Sprechen Sie mit Ihren Kollegen über den Fall?

Ja, das beschäftigt uns alle. Wir sind ja angehalten, auf die Einhaltung der Regeln zu achten. Machen wir das nicht, gibt es Ärger mit dem Ordnungsamt. Ob die für dafür jetzt Verständnis haben, weiß ich nicht. Ich könnte gut verstehen, wenn sich Kollegen entscheiden, einen Kunden nicht anzusprechen. Selbstschutz geht eigentlich vor, und wir können den Leuten ja nicht in den Kopf gucken. Eine Anweisung von ganz oben, die Pflicht weiterhin strikt durchzusetzen, gab es bislang nicht. Ich hab das Gefühl, dass die Manager selbst nicht wissen, was sie Ihren Mitarbeitern sagen sollen. Es ist etwas anderes, ob ich als Manager sage, was zu tun ist, oder ob ich das dann als Kassierer dem Kunden gegenüber vertreten muss. Da hat bisher noch niemand darüber nachgedacht, dass wir uns mit einem Hinweis auf die Maskenpflicht in eine gefährliche Situation begeben könnten.

Gibt es Kunden, mit denen Sie regelmäßig über die Maskenpflicht diskutieren müssen?

Nein, aber das liegt daran, dass ich relativ schnell Hausverbot erteile, wenn ich öfter als einmal etwas sagen muss. Die entsprechenden Kunden kommen dann nicht mehr rein. Aber das ist sicherlich von Markt zu Markt unterschiedlich.

Würden Sie sich Schutz durch Security-Personal wünschen?
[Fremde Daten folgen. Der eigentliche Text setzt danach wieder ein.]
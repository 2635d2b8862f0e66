//! Analyze route handler.
//!
//! Every failure in the flow is rendered as an error result, so the
//! client always receives the result page.

use askama::Template;
use axum::{
    body::Bytes,
    extract::{multipart::MultipartRejection, Multipart, State},
    response::Response,
};
use tracing::error;

use super::render;
use crate::state::AppState;
use analyst_core::{analysis, AnalysisResult, AnalyzeError};

/// Name of the multipart field carrying the uploaded file.
pub const FILE_FIELD: &str = "file";

#[derive(Template)]
#[template(path = "result.html")]
struct ResultTemplate<'a> {
    status: &'static str,
    answer: Option<&'a str>,
    message: Option<&'a str>,
    pretty_json: String,
}

impl<'a> ResultTemplate<'a> {
    fn from_result(result: &'a AnalysisResult) -> Self {
        Self {
            status: result.status(),
            answer: result.answer(),
            message: result.message(),
            pretty_json: result.to_pretty_json(),
        }
    }
}

/// Read the whole `file` field into memory.
async fn read_file_field(mut multipart: Multipart) -> Result<Bytes, AnalyzeError> {
    while let Some(field) = multipart
        .next_field()
        .await
        .map_err(|e| AnalyzeError::upload(e.to_string()))?
    {
        if field.name() == Some(FILE_FIELD) {
            return field
                .bytes()
                .await
                .map_err(|e| AnalyzeError::upload(e.to_string()));
        }
    }

    Err(AnalyzeError::upload(format!("missing '{}' field", FILE_FIELD)))
}

async fn run_analysis(
    state: &AppState,
    multipart: Result<Multipart, MultipartRejection>,
) -> Result<String, AnalyzeError> {
    let multipart = multipart.map_err(|e| AnalyzeError::upload(e.to_string()))?;
    let bytes = read_file_field(multipart).await?;
    analysis::analyze(&state.client, &bytes).await
}

/// POST /analyze - Analyze an uploaded file and render the result page.
pub async fn analyze(
    State(state): State<AppState>,
    multipart: Result<Multipart, MultipartRejection>,
) -> Response {
    let outcome = run_analysis(&state, multipart).await;
    if let Err(e) = &outcome {
        error!("Error calling AI Pipe: {}", e);
    }

    let result = AnalysisResult::from(outcome);
    render(&ResultTemplate::from_result(&result))
}
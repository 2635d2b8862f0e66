//! Application state.

use analyst_core::CompletionClient;
use std::sync::Arc;

/// Application state shared across handlers.
#[derive(Clone)]
pub struct AppState {
    pub client: Arc<CompletionClient>,
}

impl AppState {
    pub fn new(client: Arc<CompletionClient>) -> Self {
        Self { client }
    }
}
Auch das hängt natürlich von der Lage des Markts ab, inwiefern da Bedarf ist. Der Markt, in dem ich tätig bin, liegt in einem Ausgeh-Viertel. In den Abendstunden haben wir deshalb bereits Security-Personal vor Ort, ich würde mir aber in der Tat wünschen, dass es rund um die Uhr da wäre.

Laut dem Handelsverband gibt es keine flächendeckenden Probleme bei der Durchsetzung der Maskenpflicht. Wie nehmen Sie das wahr?

Die allermeisten Kunden halten sich natürlich an die Regeln, das stimmt. Das Problem ist: die Kunden, die keine Maske aufsetzen wollen, sind auch die, die direkt richtig Stress machen. Die machen auch mal richtig Krawall, sodass man ihnen Hausverbot erteilen oder im Ernstfall sogar die Polizei rufen muss. Das ist nur ein geringer Teil, trotzdem würde ich mir hier eine klare Stellungnahme des Verbands wünschen. Jeder Verkäufer ist jetzt im Grunde zur Zielscheibe geworden. Da ist mir egal, ob das ein flächendeckendes Problem ist oder nicht, denn wir haben gerade gesehen: Es reicht ein Kunde, der ausrastet, eine Waffe zückt und schießt.

Welche Art von Unterstützung wünschen Sie sich jetzt?

Zum einen, dass die Unternehmen nochmal deutlich machen: Der Selbstschutz von uns Mitarbeitern muss immer Vorrang haben, und dass es im Zweifel okay ist, wenn wir Kassierer uns zurückhalten. Zum anderen, dass man nochmal verstärkt über Security nachdenkt – auch wenn ich natürlich nicht weiß, inwiefern Schutzpersonal die Möglichkeit gehabt hätte, in Idar-Oberstein einzugreifen.

Braucht es auch mehr Rückhalt aus der Gesellschaft?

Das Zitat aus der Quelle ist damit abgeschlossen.